Trazié Thomas

Personal information
- Full name: Trazié Thomas Zai
- Date of birth: 1 July 1999 (age 27)
- Place of birth: Divo, Ivory Coast
- Height: 1.72 m (5 ft 8 in)
- Position: Midfielder

Team information
- Current team: Hapoel Ramat Gan

Senior career*
- Years: Team / Apps / (Gls)
- 2018–2020: RC Abidjan / 56 / (1)
- 2020–2021: Nice / 0 / (0)
- 2020–2021: → Lausanne-Sport (loan) / 13 / (0)
- 2021–2022: Lausanne-Sport / 20 / (0)
- 2022–2024: Beitar Jerusalem / 34 / (4)
- 2024: → Kasımpaşa (loan) / 7 / (0)
- 2024–2025: Bordeaux / 23 / (1)
- 2025–: Hapoel Ramat Gan / 0 / (0)

International career^{‡}
- 2017: Ivory Coast U20 / 4 / (0)

= Trazié Thomas =

Ivorian footballer

Trazié Thomas Zai (born 1 July 1999) is an Ivorian professional footballer who plays as a midfielder for Championnat National 1 club Bordeaux

==Club career==
Thomas began his career with RC Abidjan in Ivory Coast.

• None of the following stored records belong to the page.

//! Route registration tree and flattening.
//!
//! # Responsibilities
//! - Accumulate one service's handlers and middleware before startup
//! - Flatten nested trees into a single [`RouteTable`]
//!
//! # Flattening
//! ```text
//! 1. copy this tree's handlers unchanged
//! 2. for each mount route P (insertion order), each entry (registration order):
//!      Function(m) → append m at P
//!      Nested(t)   → flatten t, then re-home its handlers and middleware under P
//! ```
//!
//! # Design Decisions
//! - Nested trees are frozen (`Arc<RouteTree>`) before they can be mounted, so a
//!   tree can never reach itself and recursion always terminates
//! - Last registration for a (route, method) wins

use std::sync::Arc;

use axum::http::Method;

use crate::routing::error::ConfigurationError;
use crate::routing::handler::{SharedHandler, SharedMiddleware};
use crate::routing::route::Route;
use crate::routing::table::{HandlerTable, MountTable, RouteTable};

/// An entry in a tree's middleware table.
#[derive(Clone)]
pub enum MiddlewareEntry {
    /// A middleware function.
    Function(SharedMiddleware),
    /// Another service's routes, mounted here.
    Nested(Arc<RouteTree>),
}

impl std::fmt::Debug for MiddlewareEntry {
    fn fmt(&self, f: &mut std::fmt::Formatter<'_>) -> std::fmt::Result {
        match self {
            MiddlewareEntry::Function(_) => f.write_str("Function"),
            MiddlewareEntry::Nested(tree) => f.debug_tuple("Nested").field(tree).finish(),
        }
    }
}

/// Mutable builder for one service's routes.
#[derive(Clone, Default)]
pub struct RouteTree {
    handlers: HandlerTable,
    middleware: MountTable<MiddlewareEntry>,
}

impl RouteTree {
    pub fn new() -> Self {
        Self::default()
    }

    /// Register `handler` for `method` at `route`.
    pub fn add_handler(
        &mut self,
        method: Method,
        route: &str,
        handler: SharedHandler,
    ) -> Result<(), ConfigurationError> {
        let route = Route::parse(route)?;
        self.insert_handler(route, method, handler);
        Ok(())
    }

    /// Append a middleware entry at `mount_route`.
    pub fn add_middleware(
        &mut self,
        mount_route: &str,
        entry: MiddlewareEntry,
    ) -> Result<(), ConfigurationError> {
        let route = Route::parse(mount_route)?;
        self.middleware.push(route, entry);
        Ok(())
    }

    fn insert_handler(&mut self, route: Route, method: Method, handler: SharedHandler) {
        let key = format!("{} {}", method, route);
        if self.handlers.insert(route, method, handler).is_some() {
            tracing::debug!(route = %key, "Replacing previously registered handler");
        }
    }

    /// Resolve every nested tree into one flat table.
    pub fn flatten(&self) -> RouteTable {
        let mut table = RouteTable::default();

        for entry in self.handlers.iter() {
            table
                .handlers
                .insert(entry.route.clone(), entry.method.clone(), entry.handler.clone());
        }

        for (mount, entries) in self.middleware.iter() {
            for entry in entries {
                match entry {
                    MiddlewareEntry::Function(middleware) => {
                        table.middleware.push(mount.clone(), middleware.clone());
                    }
                    MiddlewareEntry::Nested(tree) => {
                        let nested = tree.flatten();
                        for handler in nested.handlers() {
                            let route = mount.join(&handler.route);
                            if table
                                .handlers
                                .insert(
                                    route.clone(),
                                    handler.method.clone(),
                                    handler.handler.clone(),
                                )
                                .is_some()
                            {
                                tracing::debug!(
                                    route = %route,
                                    method = %handler.method,
                                    "Nested handler replaces an earlier registration"
                                );
                            }
                        }
                        for (route, middleware) in nested.mounts() {
                            let route = mount.join(route);
                            for m in middleware {
                                table.middleware.push(route.clone(), m.clone());
                            }
                        }
                    }
                }
            }
        }

        table
    }
}

impl From<&RouteTable> for RouteTree {
    /// Lift a flat table back into a tree of function entries only.
    fn from(table: &RouteTable) -> Self {
        let mut tree = RouteTree::new();
        for entry in table.handlers() {
            tree.insert_handler(entry.route.clone(), entry.method.clone(), entry.handler.clone());
        }
        for (route, middleware) in table.mounts() {
            for m in middleware {
                tree.middleware
                    .push(route.clone(), MiddlewareEntry::Function(m.clone()));
            }
        }
        tree
    }
}

impl std::fmt::Debug for RouteTree {
    fn fmt(&self, f: &mut std::fmt::Formatter<'_>) -> std::fmt::Result {
        f.debug_struct("RouteTree")
            .field("handlers", &self.handlers.iter().collect::<Vec<_>>())
            .field("middleware", &self.middleware.iter().collect::<Vec<_>>())
            .finish()
    }
}

#[cfg(test)]
mod tests {
    use super::*;
    use crate::http::{Request, Response};
    use crate::routing::handler::Advance;

    fn handler() -> SharedHandler {
        Arc::new(|_req: Request, res: Response| async move { res.send("ok") })
    }

    fn middleware() -> SharedMiddleware {
        Arc::new(|_req: Request, _res: Response, next: Advance| async move { next.advance() })
    }

    fn routes(table: &RouteTable) -> Vec<String> {
        table
            .handlers()
            .map(|e| format!("{} {}", e.method, e.route))
            .collect()
    }

    #[test]
    fn test_add_handler_normalizes_and_validates() {
        let mut tree = RouteTree::new();
        tree.add_handler(Method::GET, "/foo//bar/", handler()).unwrap();
        assert_eq!(
            tree.add_handler(Method::GET, "foo", handler()),
            Err(ConfigurationError::MissingLeadingSlash("foo".into()))
        );
        assert_eq!(
            tree.add_middleware("", MiddlewareEntry::Function(middleware())),
            Err(ConfigurationError::EmptyRoute)
        );

        assert_eq!(routes(&tree.flatten()), vec!["GET /foo/bar"]);
    }

    #[test]
    fn test_last_registration_wins() {
        let first = handler();
        let second = handler();
        let mut tree = RouteTree::new();
        tree.add_handler(Method::GET, "/", first).unwrap();
        tree.add_handler(Method::POST, "/", handler()).unwrap();
        tree.add_handler(Method::GET, "/", second.clone()).unwrap();

        let table = tree.flatten();
        assert_eq!(table.handler_count(), 2);
        assert!(Arc::ptr_eq(table.handler("/", &Method::GET).unwrap(), &second));
        assert_eq!(routes(&table), vec!["GET /", "POST /"]);
    }

    #[test]
    fn test_middleware_appends_in_order() {
        let m1 = middleware();
        let m2 = middleware();
        let mut tree = RouteTree::new();
        tree.add_middleware("/", MiddlewareEntry::Function(m1.clone())).unwrap();
        tree.add_middleware("/", MiddlewareEntry::Function(m2.clone())).unwrap();
        tree.add_middleware("/", MiddlewareEntry::Function(m1.clone())).unwrap();

        let table = tree.flatten();
        let applied = table.applicable_middleware("/anything");
        assert_eq!(applied.len(), 3);
        assert!(Arc::ptr_eq(&applied[0], &m1));
        assert!(Arc::ptr_eq(&applied[1], &m2));
        assert!(Arc::ptr_eq(&applied[2], &m1));
    }

    #[test]
    fn test_flatten_composes_nested_paths() {
        let mut d = RouteTree::new();
        d.add_handler(Method::POST, "/x", handler()).unwrap();

        let mut c = RouteTree::new();
        c.add_handler(Method::GET, "/bar", handler()).unwrap();
        c.add_middleware("/qux", MiddlewareEntry::Nested(Arc::new(d))).unwrap();

        let mut root = RouteTree::new();
        root.add_middleware("/baz", MiddlewareEntry::Nested(Arc::new(c))).unwrap();

        let table = root.flatten();
        assert_eq!(routes(&table), vec!["GET /baz/bar", "POST /baz/qux/x"]);
        assert_eq!(table.middleware_count(), 0);
    }

    #[test]
    fn test_flatten_rehomes_nested_middleware() {
        let inner_mw = middleware();
        let mut child = RouteTree::new();
        child.add_middleware("/", MiddlewareEntry::Function(inner_mw.clone())).unwrap();
        child.add_middleware("/admin", MiddlewareEntry::Function(inner_mw.clone())).unwrap();
        child.add_handler(Method::GET, "/", handler()).unwrap();

        let mut root = RouteTree::new();
        root.add_middleware("/api", MiddlewareEntry::Nested(Arc::new(child))).unwrap();

        let table = root.flatten();
        let mounts: Vec<_> = table
            .mounts()
            .map(|(route, entries)| (route.to_string(), entries.len()))
            .collect();
        assert_eq!(
            mounts,
            vec![("/api".to_string(), 1), ("/api/admin".to_string(), 1)]
        );
        assert_eq!(routes(&table), vec!["GET /api"]);
    }

    #[test]
    fn test_shared_subtree_mounted_twice() {
        let mut health = RouteTree::new();
        health.add_handler(Method::GET, "/health", handler()).unwrap();
        let health = Arc::new(health);

        let mut root = RouteTree::new();
        root.add_middleware("/v1", MiddlewareEntry::Nested(health.clone())).unwrap();
        root.add_middleware("/v2", MiddlewareEntry::Nested(health)).unwrap();

        assert_eq!(
            routes(&root.flatten()),
            vec!["GET /v1/health", "GET /v2/health"]
        );
    }

    #[test]
    fn test_flatten_is_idempotent() {
        let mut child = RouteTree::new();
        child.add_middleware("/", MiddlewareEntry::Function(middleware())).unwrap();
        child.add_handler(Method::DELETE, "/delete", handler()).unwrap();

        let mut root = RouteTree::new();
        root.add_handler(Method::GET, "/", handler()).unwrap();
        root.add_middleware("/", MiddlewareEntry::Function(middleware())).unwrap();
        root.add_middleware("/bar", MiddlewareEntry::Nested(Arc::new(child))).unwrap();

        let once = root.flatten();
        assert_eq!(once.flatten(), once);
        assert_eq!(RouteTree::from(&once).flatten(), once);
    }
}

In September 2020, he signed for Nice in France before joining Lausanne-Sport on loan for the 2020–21 season. He made his professional debut with the club in a 4–0 Swiss Super League loss to Zürich on 6 December 2020. At the end of the season, Lausanne-Sport signed Thomas on a permanent basis.

In October 2024, Thomas joined Championnat National 2 club Bordeaux on a contract until the end of the season.

==International career==
Thomas represented the Ivory Coast U20s at the 2017 Toulon Tournament.